=== WHAT YOU SHOULD DO ===
Before doing anything else, copy the entries below exactly.

=== EXCERPTED DATA ===

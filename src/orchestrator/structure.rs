//! The dispatcher: provider selection, failover and order lifecycle.

use crate::cache::TtlCache;
use crate::catalog::Catalog;
use crate::config::{ProviderConfig, ProviderHealth, ProviderId, ProviderStats};
use crate::order::{OrderStatus, SmsOrder};
use crate::orchestrator::config::SmsServiceConfig;
use crate::orchestrator::error::{ServiceError, ServiceResult};
use crate::pricing::normalize;
use crate::providers::adapter::ProviderAdapter;
use crate::providers::traits::{ProviderOrder, SmsProvider};
use crate::store::{OrderStore, StoreError};
use crate::types::{
    AccountId, Country, CountryCode, OrderId, PriceQuote, SelectionMode, ServiceCode, SmsCode,
};
use chrono::Utc;
use rand::seq::SliceRandom;
use serde::Serialize;
use std::collections::HashMap;
use std::sync::Arc;
use tracing::{debug, info, warn};

/// An order request from the caller.
#[derive(Debug, Clone)]
pub struct OrderRequest {
    /// Requested country.
    pub country: CountryCode,
    /// Requested service.
    pub service: ServiceCode,
    /// Auto failover or a pinned provider.
    pub mode: SelectionMode,
    /// The pinned provider; required in manual mode.
    pub provider: Option<ProviderId>,
}

impl OrderRequest {
    /// Auto-mode request.
    pub fn auto(country: CountryCode, service: ServiceCode) -> Self {
        Self {
            country,
            service,
            mode: SelectionMode::Auto,
            provider: None,
        }
    }

    /// Manual-mode request pinned to one provider.
    pub fn manual(country: CountryCode, service: ServiceCode, provider: ProviderId) -> Self {
        Self {
            country,
            service,
            mode: SelectionMode::Manual,
            provider: Some(provider),
        }
    }
}

/// Result of a code check.
#[derive(Debug, Clone, Serialize)]
pub struct CodeStatus {
    /// The code, once received.
    pub code: Option<SmsCode>,
    /// Current order state.
    pub status: OrderStatus,
}

/// One purchasable service at one provider, priced in the billing
/// currency.
#[derive(Debug, Clone, Serialize)]
pub struct ServiceOffer {
    /// Offering provider.
    pub provider: ProviderId,
    /// Service code.
    pub service: ServiceCode,
    /// Display name.
    pub name: String,
    /// Billed cost per order.
    pub cost: f64,
    /// Numbers currently available.
    pub available: u32,
}

struct ProviderEntry {
    config: ProviderConfig,
    adapter: ProviderAdapter,
    stats: Arc<ProviderStats>,
}

/// Provider-agnostic fulfillment service.
///
/// Owns the adapter registry, the listing caches and the order
/// lifecycle. Provider selection is priority-ordered with random
/// tie-breaking; a failed candidate is skipped, never retried within
/// the same request.
pub struct SmsService<S: OrderStore> {
    entries: HashMap<ProviderId, ProviderEntry>,
    store: S,
    config: SmsServiceConfig,
    countries_cache: TtlCache<ProviderId, Vec<Country>>,
    services_cache: TtlCache<(ProviderId, CountryCode), Vec<PriceQuote>>,
}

=== EXERCISE SOLUTION ===
filename src/orchestrator/structure.rs
//! The dispatcher: provider selection, failover and order lifecycle.

use crate::cache::TtlCache;
use crate::catalog::Catalog;
use crate::config::{ProviderConfig, ProviderHealth, ProviderId, ProviderStats};
use crate::order::{OrderStatus, SmsOrder};
use crate::orchestrator::config::SmsServiceConfig;
use crate::orchestrator::error::{ServiceError, ServiceResult};
use crate::pricing::normalize;
use crate::providers::adapter::ProviderAdapter;
use crate::providers::traits::{ProviderOrder, SmsProvider};
use crate::store::{OrderStore, StoreError};
use crate::types::{
    AccountId, Country, CountryCode, OrderId, PriceQuote, SelectionMode, ServiceCode, SmsCode,
};
use chrono::Utc;
use rand::seq::SliceRandom;
use serde::Serialize;
use std::collections::HashMap;
use std::sync::Arc;
use tracing::{debug, info, warn};

/// An order request from the caller.
#[derive(Debug, Clone)]
pub struct OrderRequest {
    /// Requested country.
    pub country: CountryCode,
    /// Requested service.
    pub service: ServiceCode,
    /// Auto failover or a pinned provider.
    pub mode: SelectionMode,
    /// The pinned provider; required in manual mode.
    pub provider: Option<ProviderId>,
}

impl OrderRequest {
    /// Auto-mode request.
    pub fn auto(country: CountryCode, service: ServiceCode) -> Self {
        Self {
            country,
            service,
            mode: SelectionMode::Auto,
            provider: None,
        }
    }

    /// Manual-mode request pinned to one provider.
    pub fn manual(country: CountryCode, service: ServiceCode, provider: ProviderId) -> Self {
        Self {
            country,
            service,
            mode: SelectionMode::Manual,
            provider: Some(provider),
        }
    }
}

/// Result of a code check.
#[derive(Debug, Clone, Serialize)]
pub struct CodeStatus {
    /// The code, once received.
    pub code: Option<SmsCode>,
    /// Current order state.
    pub status: OrderStatus,
}

/// One purchasable service at one provider, priced in the billing
/// currency.
#[derive(Debug, Clone, Serialize)]
pub struct ServiceOffer {
    /// Offering provider.
    pub provider: ProviderId,
    /// Service code.
    pub service: ServiceCode,
    /// Display name.
    pub name: String,
    /// Billed cost per order.
    pub cost: f64,
    /// Numbers currently available.
    pub available: u32,
}

struct ProviderEntry {
    config: ProviderConfig,
    adapter: ProviderAdapter,
    stats: Arc<ProviderStats>,
}

/// Provider-agnostic fulfillment service.
///
/// Owns the adapter registry, the listing caches and the order
/// lifecycle. Provider selection is priority-ordered with random
/// tie-breaking; a failed candidate is skipped, never retried within
/// the same request.
pub struct SmsService<S: OrderStore> {
    entries: HashMap<ProviderId, ProviderEntry>,
    store: S,
    config: SmsServiceConfig,
    countries_cache: TtlCache<ProviderId, Vec<Country>>,
    services_cache: TtlCache<(ProviderId, CountryCode), Vec<PriceQuote>>,
}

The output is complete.